=== WHAT IS NEEDED ===
Look through the data below and work out how many lines contain the string "NotificationId". Give the number alone.

<<<<

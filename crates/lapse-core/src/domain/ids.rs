//! Domain identifiers - 型安全な ID
//!
//! # 学習ポイント
//! - phantom marker で LeadId / UserId / NotificationId の取り違えをコンパイル時に防ぐ
//!
//! Every identifier is a ULID wrapped in `Id<T>`, where `T` is a zero-sized
//! marker. Leads, users and notifications therefore share one implementation
//! but cannot be mixed up at compile time.

use serde::{Deserialize, Serialize};
use std::fmt;
use std::marker::PhantomData;
use ulid::Ulid;

/// Marker trait for each ID kind.
///
/// Provides the prefix used by `Display` ("lead-", "user-", "ntf-").
pub trait IdMarker: Send + Sync + 'static {
    fn prefix() -> &'static str;
}

/// Generic ULID-backed identifier.
#[repr(transparent)]
#[derive(Serialize, Deserialize)]
#[serde(transparent, bound = "")]
pub struct Id<T: IdMarker> {
    ulid: Ulid,
    #[serde(skip)]
    _marker: PhantomData<T>,
}

impl<T: IdMarker> Id<T> {
    pub fn from_ulid(ulid: Ulid) -> Self {
        Self {
            ulid,
            _marker: PhantomData,
        }
    }

    /// Fresh identifier from the system clock and thread RNG.
    pub fn generate() -> Self {
        Self::from_ulid(Ulid::new())
    }

    pub fn as_ulid(&self) -> Ulid {
        self.ulid
    }
}

// Manual impls: derives would put bounds on `T`, which is only a marker.
impl<T: IdMarker> Clone for Id<T> {
    fn clone(&self) -> Self {
        *self
    }
}

impl<T: IdMarker> Copy for Id<T> {}

impl<T: IdMarker> PartialEq for Id<T> {
    fn eq(&self, other: &Self) -> bool {
        self.ulid == other.ulid
    }
}

impl<T: IdMarker> Eq for Id<T> {}

impl<T: IdMarker> std::hash::Hash for Id<T> {
    fn hash<H: std::hash::Hasher>(&self, state: &mut H) {
        self.ulid.hash(state);
    }
}

impl<T: IdMarker> PartialOrd for Id<T> {
    fn partial_cmp(&self, other: &Self) -> Option<std::cmp::Ordering> {
        Some(self.cmp(other))
    }
}

impl<T: IdMarker> Ord for Id<T> {
    fn cmp(&self, other: &Self) -> std::cmp::Ordering {
        self.ulid.cmp(&other.ulid)
    }
}

impl<T: IdMarker> From<Ulid> for Id<T> {
    fn from(ulid: Ulid) -> Self {
        Self::from_ulid(ulid)
    }
}

impl<T: IdMarker> fmt::Debug for Id<T> {
    fn fmt(&self, f: &mut fmt::Formatter<'_>) -> fmt::Result {
        write!(f, "{}{}", T::prefix(), self.ulid)
    }
}

impl<T: IdMarker> fmt::Display for Id<T> {
    fn fmt(&self, f: &mut fmt::Formatter<'_>) -> fmt::Result {
        write!(f, "{}{}", T::prefix(), self.ulid)
    }
}

/// Lead marker.
#[derive(Debug, Clone, Copy, PartialEq, Eq, Hash, PartialOrd, Ord)]
pub enum Lead {}

impl IdMarker for Lead {
    fn prefix() -> &'static str {
        "lead-"
    }
}

/// User (lead owner) marker.
#[derive(Debug, Clone, Copy, PartialEq, Eq, Hash, PartialOrd, Ord)]
pub enum User {}

impl IdMarker for User {
    fn prefix() -> &'static str {
        "user-"
    }
}

/// Notification marker.
#[derive(Debug, Clone, Copy, PartialEq, Eq, Hash, PartialOrd, Ord)]
pub enum Notice {}

impl IdMarker for Notice {
    fn prefix() -> &'static str {
        "ntf-"
    }
}

/// Identifier of a lead record.
pub type LeadId = Id<Lead>;

/// Identifier of the user owning leads and receiving notifications.
pub type UserId = Id<User>;

/// Identifier of a persisted notification.
pub type NotificationId = Id<Notice>;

>>>>

=== WRITTEN REPLY ===
2